Korruption in Regensburg – ein eingespieltes System?

Dienstagmittag öffnen sich die Tore der Justizvollzugsanstalt. Nach knapp sechs Wochen in Untersuchungshaft darf der Regensburger Oberbürgermeister Joachim Wolbergs (SPD) das Gefängnis verlassen.
Zwei Tage vor seinem 46. Geburtstag hat das Landgericht den Haftbefehl gegen den SPD-Politiker unter Auflagen außer Vollzug gesetzt. Das Gericht verhängt aber mehrere Kontaktverbote. Die Justiz traut dem Mann nicht.
Und es betont: Hält sich Wolbergs nicht an die Auflagen, geht er zurück ins Gefängnis. Dabei steht nur zu Beginn der Affäre die Regensburger SPD im Mittelpunkt.
„Wir ermitteln gegen sieben Beschuldigte plus X“, sagt Oberstaatsanwalt Theo Ziegler. Wer oder wie viele Personen sich hinter dem X verbergen, erläuterte er nicht, betont aber, dass immer neue Erkenntnisse hinzukommen. „Es sind Vorgänge über viele Jahre mit vielen Beteiligten“, erklärt der Ermittler.
Neben dem suspendierten Oberbürgermeister Wolbergs sitzen auch Volker Tretzel, ein Geschäftsführer einer Bauträgergesellschaft, und dessen ehemaliger Mitarbeiter Franz W. seit Mitte Januar in Untersuchungshaft.

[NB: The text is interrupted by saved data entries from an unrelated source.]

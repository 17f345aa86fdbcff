// src/config.rs

use std::env;
use std::fmt;

use dotenvy::dotenv;

const DEFAULT_DATABASE_URL: &str = "sqlite://threadboard.db?mode=rwc";
const DEFAULT_JWT_EXPIRATION: u64 = 30 * 24 * 60 * 60;
const DEFAULT_PORT: u16 = 5000;
const DEFAULT_DB_MAX_CONNECTIONS: u32 = 5;
const DEFAULT_CORS_ORIGINS: &str = "http://localhost:5173,http://localhost:3000";

#[derive(Debug, Clone)]
pub struct Config {
    pub database_url: String,
    pub jwt_secret: String,
    /// Token lifetime in seconds.
    pub jwt_expiration: u64,
    pub rust_log: String,
    pub port: u16,
    pub cors_origins: Vec<String>,
    pub db_max_connections: u32,
    /// Directory holding a prebuilt frontend bundle, served for unmatched paths.
    pub static_dir: Option<String>,
}

#[derive(Debug)]
pub enum ConfigError {
    Missing(&'static str),
    Invalid { key: &'static str, value: String },
}

impl fmt::Display for ConfigError {
    fn fmt(&self, f: &mut fmt::Formatter<'_>) -> fmt::Result {
        match self {
            ConfigError::Missing(key) => write!(f, "{} must be set", key),
            ConfigError::Invalid { key, value } => write!(f, "{} has invalid value '{}'", key, value),
        }
    }
}

impl std::error::Error for ConfigError {}

impl Config {
    pub fn from_env() -> Result<Self, ConfigError> {
        dotenv().ok();

        let database_url =
            env::var("DATABASE_URL").unwrap_or_else(|_| DEFAULT_DATABASE_URL.to_string());

        let jwt_secret = env::var("JWT_SECRET")
            .ok()
            .filter(|s| !s.is_empty())
            .ok_or(ConfigError::Missing("JWT_SECRET"))?;

        let jwt_expiration = parse_var("JWT_EXPIRATION", DEFAULT_JWT_EXPIRATION)?;
        let port = parse_var("PORT", DEFAULT_PORT)?;
        let db_max_connections = parse_var("DB_MAX_CONNECTIONS", DEFAULT_DB_MAX_CONNECTIONS)?;

        let rust_log = env::var("RUST_LOG").unwrap_or_else(|_| "info".to_string());

        let cors_origins = parse_origins(
            &env::var("CORS_ORIGINS").unwrap_or_else(|_| DEFAULT_CORS_ORIGINS.to_string()),
        );

        let static_dir = env::var("STATIC_DIR").ok().filter(|s| !s.is_empty());

        Ok(Self {
            database_url,
            jwt_secret,
            jwt_expiration,
            rust_log,
            port,
            cors_origins,
            db_max_connections,
            static_dir,
        })
    }
}

fn parse_var<T: std::str::FromStr>(key: &'static str, default: T) -> Result<T, ConfigError> {
    match env::var(key) {
        Ok(value) => value
            .trim()
            .parse()
            .map_err(|_| ConfigError::Invalid { key, value }),
        Err(_) => Ok(default),
    }
}

/// Splits a comma-separated origin list, dropping blanks.
pub fn parse_origins(raw: &str) -> Vec<String> {
    raw.split(',')
        .map(str::trim)
        .filter(|s| !s.is_empty())
        .map(str::to_string)
        .collect()
}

Ermittelt wird gegen weitere Baulöwen, den ehemaligen Vorsitzenden der Regensburger SPD-Stadtratsfraktion, Norbert Hartl, und gegen den Amtsvorgänger Wolbergs, Hans Schaidinger (CSU) (AZ berichtete).
Es wirkt, als habe es eine ganz besondere Übergabe der Amtsgeschäfte gegeben. „Ich befürchte, dass dahinter ein jahrzehntelanges, eingespieltes System steckt“ sagt der neue Vorsitzende der SPD-Stadtratsfraktion, Klaus Rappert. Der Jurist möchte eine kriminelle Übergabe der Amtsgeschäfte nicht mehr ausschließen.
Häuser und Wohnungen in Regensburg gelten bei den niedrigen Zinsen als Betongold mit steigender Rendite. Die wenigen Baugrundstücke werden heiß gehandelt. Diese Parameter könnten der Nährboden für Korruption gewesen sein.
Der Landtagsabgeordnete und Kreisvorsitzende der CSU Regensburg, Franz Rieger, glaubt hingegen nur an eine SPD-Affäre. „Es gibt keine Anhaltspunkte für ein System“, betont Rieger. Er hält jedoch den Beratervertrag für Schaidinger als „politisch und moralisch verwerflich“. Sollte der Ex-OB die Vorwürfe aber nicht entkräften können, fordert Rieger einen Austritt Schaidingers aus der CSU.
Die Affäre liest sich mittlerweile wie ein Krimi aus Mafiakreisen. Da soll es ein angebliches Geheimtreffen der Beschuldigten bei einem Anwalt gegeben haben, um einen Zeugen zu beeinflussen. Offiziell hatte die Staatsanwaltschaft die Haftbefehle gegen Wolbergs, Tretzel und dessen früheren Mitarbeiter W. damit begründet, „dass die drei Beschuldigten in unlauterer Weise bereits massiv auf Zeugen eingewirkt haben und ohne den Vollzug der Untersuchungshaft weiterhin tun würden“.
Die jetzt bei der Freilassung Wolbergs verhängten Kontaktverbote erhärten den Verdacht auf Einflussnahme.
Nur sind die Ermittlungen der Staatsanwaltschaft mittlerweile so weit fortgeschritten, dass eine konkrete Verdunklungsgefahr nicht mehr besteht.
Die Staatsanwaltschaft beleuchtet auch einen Millionenkredit an Tretzel mit Vorzugskonditionen. Die Ermittler untersuchen, ob sich Wolbergs als Vorsitzender des Kredit- und Personalausschusses der Sparkasse für den Kredit eingesetzt hatte.
Und auch der Fußballverein SSV Jahn Regensburg gerät in den Sumpf. Der Drittligist soll nach einer finanziellen Schieflage von den immensen Unterstützungen des inhaftierten Tretzel abhängig gewesen sein – Gegenleistungen sind nicht auszuschließen.
Jahn-Geschäftsführer Christian Keller betont, es habe zu seiner Zeit keinerlei Einflussnahmen vonseiten des Baulöwen gegeben, weder in den sportlichen noch in den kaufmännischen Bereich. Die Staatsanwaltschaft will die Ermittlungen bald abschließen. „Dann wird entschieden, ob Anklage erhoben wird“, betont Ziegler.